Um vídeo publicado sem contexto nas redes sociais virou de “cabeça para baixo” a vida de dona Márcia. A situação começou há três dias, quando imagens dela carregando uma muda de planta próximo ao Riacho Salgadinho, no bairro Jaraguá, passaram a circular em aplicativos de mensagens, acompanhadas de acusações de furto.

Nesta sexta-feira (10), em entrevista à TV Ponta Verde, dona Márcia decidiu apresentar sua versão dos fatos. Segundo ela, não houve furto, mas sim um pedido que acabou se tornando um presente.

“Eu vinha da Defensoria Pública. O encarregado [trabalhador da obra no local] estava plantando no Riacho Salgadinho. Eu disse: ‘moço, que planta bonita.
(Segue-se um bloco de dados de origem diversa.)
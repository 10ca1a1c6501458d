//! Expression evaluation port with a JEXL-backed default.
//!
//! Transition guards are evaluated against a variable scope assembled by the
//! interpreter (parent-chain walk, inner scopes shadowing outer). Evaluation
//! must be side-effect-free.
//!
//! Variable scopes are always passed as context objects, NEVER interpolated
//! into expression strings.

use serde_json::{Value, json};

// ---------------------------------------------------------------------------
// Error type
// ---------------------------------------------------------------------------

/// Errors that can occur during expression evaluation.
#[derive(Debug, thiserror::Error)]
pub enum ExpressionError {
    #[error("expression evaluation failed: {0}")]
    EvalFailed(String),

    #[error("expression did not evaluate to a boolean: got {result}")]
    NotBoolean { result: Value },
}

// ---------------------------------------------------------------------------
// ExpressionEvaluator port
// ---------------------------------------------------------------------------

/// Side-effect-free expression evaluation over a variable scope.
///
/// The engine consumes this as an opaque capability; `JexlEvaluator` is the
/// bundled implementation.
pub trait ExpressionEvaluator: Send + Sync {
    /// Evaluate `expression` with `scope` as the variable context.
    fn evaluate(&self, expression: &str, scope: &Value) -> Result<Value, ExpressionError>;

    /// Evaluate and require a boolean result (used for transition guards).
    fn evaluate_bool(&self, expression: &str, scope: &Value) -> Result<bool, ExpressionError> {
        match self.evaluate(expression, scope)? {
            Value::Bool(b) => Ok(b),
            other => Err(ExpressionError::NotBoolean { result: other }),
        }
    }
}

// ---------------------------------------------------------------------------
// JexlEvaluator
// ---------------------------------------------------------------------------

/// JEXL expression evaluator with standard transforms pre-registered.
pub struct JexlEvaluator {
    evaluator: jexl_eval::Evaluator<'static>,
}

impl JexlEvaluator {
    pub fn new() -> Self {
        let evaluator = jexl_eval::Evaluator::new()
            .with_transform("lower", |args: &[Value]| {
                let s = args.first().and_then(|v| v.as_str()).unwrap_or("");
                Ok(json!(s.to_lowercase()))
            })
            .with_transform("upper", |args: &[Value]| {
                let s = args.first().and_then(|v| v.as_str()).unwrap_or("");
                Ok(json!(s.to_uppercase()))
            })
            .with_transform("length", |args: &[Value]| {
                let val = args.first().cloned().unwrap_or(Value::Null);
                let len = match &val {
                    Value::String(s) => s.len(),
                    Value::Array(a) => a.len(),
                    Value::Object(o) => o.len(),
                    _ => 0,
                };
                Ok(json!(len))
            })
            .with_transform("not", |args: &[Value]| {
                let val = args.first().cloned().unwrap_or(Value::Null);
                let truthy = match &val {
                    Value::Bool(b) => *b,
                    Value::Null => false,
                    Value::Number(n) => n.as_f64().unwrap_or(0.0) != 0.0,
                    Value::String(s) => !s.is_empty(),
                    Value::Array(_) | Value::Object(_) => true,
                };
                Ok(json!(!truthy))
            });
        Self { evaluator }
    }
}

impl Default for JexlEvaluator {
    fn default() -> Self {
        Self::new()
    }
}

impl ExpressionEvaluator for JexlEvaluator {
    fn evaluate(&self, expression: &str, scope: &Value) -> Result<Value, ExpressionError> {
        self.evaluator
            .eval_in_context(expression, scope)
            .map_err(|e| ExpressionError::EvalFailed(e.to_string()))
    }
}

// ---------------------------------------------------------------------------
// Tests
// ---------------------------------------------------------------------------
O senhor pode me dar?’. Ele disse: ‘não tem problema, pegue’. E eu disse: ‘me dê da sua mão, senão vão achar que eu roubei’”, relatou a mulher, que viveu o episódio no dia 7 de abril.
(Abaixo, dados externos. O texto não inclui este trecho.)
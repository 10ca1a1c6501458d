//! Immutable process graph: activities (nodes) and transitions (edges).
//!
//! Graphs are consumed pre-built from an external provider; this module only
//! defines their shape and id-based lookups. Activity behavior is a closed
//! tagged enum dispatched by the interpreter, not a class hierarchy.

use std::collections::HashMap;

use serde::{Deserialize, Serialize};

// ---------------------------------------------------------------------------
// ActivityKind
// ---------------------------------------------------------------------------

/// The behavior tag of an activity node.
#[derive(Debug, Clone, PartialEq, Eq, Serialize, Deserialize)]
#[serde(tag = "type", rename_all = "snake_case")]
pub enum ActivityKind {
    /// Invoke a registered delegate handler by key.
    Task {
        handler: String,
        /// When true the task runs on a job-executor worker via a persisted
        /// async-continuation job instead of inline in the caller's unit of
        /// work.
        #[serde(default)]
        asynchronous: bool,
    },
    /// Spawn one concurrent child per outgoing transition.
    ParallelFork,
    /// Recombine the concurrent children of the enclosing scope.
    ParallelJoin,
    /// Wait state: the execution parks here until the event fires.
    Event { event: EventKind },
    /// Nested scope running its own activity graph fragment.
    SubProcess { start_activity: String },
    /// Terminates this path of control.
    End,
}

/// What an event activity waits for.
#[derive(Debug, Clone, PartialEq, Eq, Serialize, Deserialize)]
#[serde(tag = "type", rename_all = "snake_case")]
pub enum EventKind {
    /// An external signal delivered by name or execution id.
    Signal { name: String },
    /// A durable timer job firing `delay_secs` after arrival.
    Timer { delay_secs: u64 },
}

// ---------------------------------------------------------------------------
// Activity / Transition
// ---------------------------------------------------------------------------

/// A node of the process graph.
#[derive(Debug, Clone, PartialEq, Serialize, Deserialize)]
pub struct Activity {
    /// Unique within the definition (e.g. "approve-order").
    pub id: String,
    /// Human-readable name.
    pub name: String,
    pub kind: ActivityKind,
    /// Outgoing transition ids in document order.
    #[serde(default)]
    pub outgoing: Vec<String>,
    /// Error-boundary redirect: when a delegate raises a business error the
    /// interpreter takes this transition instead of propagating.
    #[serde(default, skip_serializing_if = "Option::is_none")]
    pub error_transition: Option<String>,
}

/// An edge of the process graph.
#[derive(Debug, Clone, PartialEq, Serialize, Deserialize)]
pub struct Transition {
    pub id: String,
    pub source: String,
    pub target: String,
    /// Optional guard expression; the transition is only taken when it
    /// evaluates to true.
    #[serde(default, skip_serializing_if = "Option::is_none")]
    pub guard: Option<String>,
}

// ---------------------------------------------------------------------------
// ProcessDefinition
// ---------------------------------------------------------------------------

/// An immutable, fully-resolved process graph.
#[derive(Debug, Clone, PartialEq, Serialize, Deserialize)]
pub struct ProcessDefinition {
    /// Stable lookup key (e.g. "order-fulfilment").
    pub key: String,
    pub name: String,
    /// Activity the root execution starts at.
    pub initial_activity: String,
    pub activities: HashMap<String, Activity>,
    pub transitions: HashMap<String, Transition>,
}

impl ProcessDefinition {
    pub fn activity(&self, id: &str) -> Option<&Activity> {
        self.activities.get(id)
    }

    pub fn transition(&self, id: &str) -> Option<&Transition> {
        self.transitions.get(id)
    }
}

// ---------------------------------------------------------------------------
// ProcessDefinitionBuilder
// ---------------------------------------------------------------------------

/// Convenience builder for assembling definitions in code (used heavily by
/// tests; real deployments feed pre-parsed graphs through the provider).
pub struct ProcessDefinitionBuilder {
    key: String,
    name: String,
    initial_activity: Option<String>,
    activities: HashMap<String, Activity>,
    transitions: HashMap<String, Transition>,
}

impl ProcessDefinitionBuilder {
    pub fn new(key: impl Into<String>) -> Self {
        let key = key.into();
        Self {
            name: key.clone(),
            key,
            initial_activity: None,
            activities: HashMap::new(),
            transitions: HashMap::new(),
        }
    }

    /// Add an activity. The first activity added becomes the initial one
    /// unless `initial` is called.
    pub fn activity(mut self, id: impl Into<String>, kind: ActivityKind) -> Self {
        let id = id.into();
        if self.initial_activity.is_none() {
            self.initial_activity = Some(id.clone());
        }
        self.activities.insert(
            id.clone(),
            Activity {
                name: id.clone(),
                id,
                kind,
                outgoing: Vec::new(),
                error_transition: None,
            },
        );
        self
    }

    /// Override the initial activity.
    pub fn initial(mut self, id: impl Into<String>) -> Self {
        self.initial_activity = Some(id.into());
        self
    }

    /// Add a transition and register it on its source activity's outgoing
    /// list in call order.
    pub fn transition(
        mut self,
        id: impl Into<String>,
        source: &str,
        target: &str,
        guard: Option<&str>,
    ) -> Self {
        let id = id.into();
        self.transitions.insert(
            id.clone(),
            Transition {
                id: id.clone(),
                source: source.to_string(),
                target: target.to_string(),
                guard: guard.map(str::to_string),
            },
        );
        if let Some(activity) = self.activities.get_mut(source) {
            activity.outgoing.push(id);
        }
        self
    }

    /// Declare an error-boundary transition on `activity_id`.
    pub fn error_transition(
        mut self,
        activity_id: &str,
        transition_id: impl Into<String>,
        target: &str,
    ) -> Self {
        let transition_id = transition_id.into();
        self.transitions.insert(
            transition_id.clone(),
            Transition {
                id: transition_id.clone(),
                source: activity_id.to_string(),
                target: target.to_string(),
                guard: None,
            },
        );
        if let Some(activity) = self.activities.get_mut(activity_id) {
            activity.error_transition = Some(transition_id);
        }
        self
    }

    pub fn build(self) -> ProcessDefinition {
        ProcessDefinition {
            key: self.key,
            name: self.name,
            initial_activity: self.initial_activity.unwrap_or_default(),
            activities: self.activities,
            transitions: self.transitions,
        }
    }
}

// ---------------------------------------------------------------------------
// Tests
// ---------------------------------------------------------------------------

#[cfg(test)]
mod tests {
    use super::*;

    #[test]
    fn builder_wires_outgoing_in_call_order() {
        let def = ProcessDefinitionBuilder::new("p")
            .activity("start", ActivityKind::Task {
                handler: "noop".to_string(),
                asynchronous: false,
            })
            .activity("end", ActivityKind::End)
            .transition("t1", "start", "end", None)
            .transition("t2", "start", "end", Some("amount > 100"))
            .build();

        assert_eq!(def.initial_activity, "start");
        let start = def.activity("start").unwrap();
        assert_eq!(start.outgoing, vec!["t1", "t2"]);
        assert_eq!(
            def.transition("t2").unwrap().guard.as_deref(),
            Some("amount > 100")
        );
    }

    #[test]
    fn builder_registers_error_boundary() {
        let def = ProcessDefinitionBuilder::new("p")
            .activity("work", ActivityKind::Task {
                handler: "risky".to_string(),
                asynchronous: false,
            })
            .activity("compensate", ActivityKind::End)
            .error_transition("work", "on-error", "compensate")
            .build();

        let work = def.activity("work").unwrap();
        assert_eq!(work.error_transition.as_deref(), Some("on-error"));
        assert_eq!(def.transition("on-error").unwrap().target, "compensate");
    }

    #[test]
    fn activity_kind_serde_is_snake_case_tagged() {
        let kind = ActivityKind::Event {
            event: EventKind::Signal {
                name: "go".to_string(),
            },
        };
        let json = serde_json::to_value(&kind).unwrap();
        assert_eq!(json["type"], "event");
        assert_eq!(json["event"]["type"], "signal");

        let back: ActivityKind = serde_json::from_value(json).unwrap();
        assert_eq!(back, kind);
    }
}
Dona Márcia contou ainda que a muda estava com pedras e areia, o que levou o encarregado a lhe entregar também uma sacola. Ela foi filmada por uma pessoa no momento em que saía do local com o item.
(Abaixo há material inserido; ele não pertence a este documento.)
//! Process configuration from environment variables
//!
//! Every setting is optional; the binary runs with no flags and no
//! environment against a local Ollama.

use crate::llm::OllamaConfig;
use std::net::{IpAddr, Ipv4Addr, SocketAddr};
use std::str::FromStr;
use std::time::Duration;

const DEFAULT_PORT: u16 = 8501;
const DEFAULT_IDLE_SECS: u64 = 3600;

#[derive(Debug, Clone, PartialEq)]
pub struct Config {
    pub bind: IpAddr,
    pub port: u16,
    pub ollama: OllamaConfig,
    pub session_idle_timeout: Duration,
}

impl Default for Config {
    fn default() -> Self {
        Self {
            bind: IpAddr::V4(Ipv4Addr::LOCALHOST),
            port: DEFAULT_PORT,
            ollama: OllamaConfig::default(),
            session_idle_timeout: Duration::from_secs(DEFAULT_IDLE_SECS),
        }
    }
}

impl Config {
    pub fn from_env() -> Self {
        Self::from_lookup(|key| std::env::var(key).ok())
    }

    fn from_lookup(lookup: impl Fn(&str) -> Option<String>) -> Self {
        let defaults = Self::default();

        let ollama = OllamaConfig {
            base_url: lookup("OLLAMA_HOST")
                .filter(|s| !s.trim().is_empty())
                .map_or(defaults.ollama.base_url, |s| normalize_base_url(&s)),
            model: lookup("GAZZI_MODEL")
                .filter(|s| !s.trim().is_empty())
                .unwrap_or(defaults.ollama.model),
            temperature: parse_temperature(&lookup, defaults.ollama.temperature),
        };

        Self {
            bind: parse_or(&lookup, "GAZZI_BIND", defaults.bind),
            port: parse_or(&lookup, "GAZZI_PORT", defaults.port),
            ollama,
            session_idle_timeout: Duration::from_secs(parse_or(
                &lookup,
                "GAZZI_SESSION_IDLE_SECS",
                DEFAULT_IDLE_SECS,
            )),
        }
    }

    pub fn listen_addr(&self) -> SocketAddr {
        SocketAddr::new(self.bind, self.port)
    }
}

fn parse_or<T>(lookup: &impl Fn(&str) -> Option<String>, key: &str, default: T) -> T
where
    T: FromStr + Copy,
{
    match lookup(key) {
        None => default,
        Some(raw) => raw.trim().parse().unwrap_or_else(|_| {
            tracing::warn!(key, value = %raw, "Ignoring invalid value, using default");
            default
        }),
    }
}

// Infinity and NaN would serialize as null on the wire
fn parse_temperature(lookup: &impl Fn(&str) -> Option<String>, default: f64) -> f64 {
    let temperature = parse_or(lookup, "GAZZI_TEMPERATURE", default);
    if temperature.is_finite() {
        temperature.max(0.0)
    } else {
        tracing::warn!(value = temperature, "Ignoring non-finite temperature, using default");
        default
    }
}

// Ollama's own OLLAMA_HOST may be a bare host:port
fn normalize_base_url(raw: &str) -> String {
    let trimmed = raw.trim().trim_end_matches('/');
    if trimmed.starts_with("http://") || trimmed.starts_with("https://") {
        trimmed.to_string()
    } else {
        format!("http://{trimmed}")
    }
}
“Isso está repercutindo na minha vida. Eu não posso chegar aos lugares que dizem: ‘a ladra de planta’. Disseram que eu era meliante e que estava sendo procurada. Eu pagaria uma multa, seria presa ou teria que devolver a planta. Isso pesou, porque ‘meliante’ é uma palavra pesada. É um ladrão. As pessoas, quando me veem, querem chamar a polícia ou me linchar”, afirmou.

Ainda na entrevista, ela destacou o amor por plantas, atividade que utiliza como forma de terapia. “Minha vida é planta. Eu não sou bandida, meu nome é Márcia. Eu não preciso roubar planta de ninguém. Tenho uma família, tenho dois netos. Eu tenho uma vida lá fora. Não roubei para dar a pastor, como falaram. Faço disso uma terapia para meu tratamento psiquiátrico. Eu peço que vocês divulguem. Eu não roubei a planta, eu pedi”, concluiu.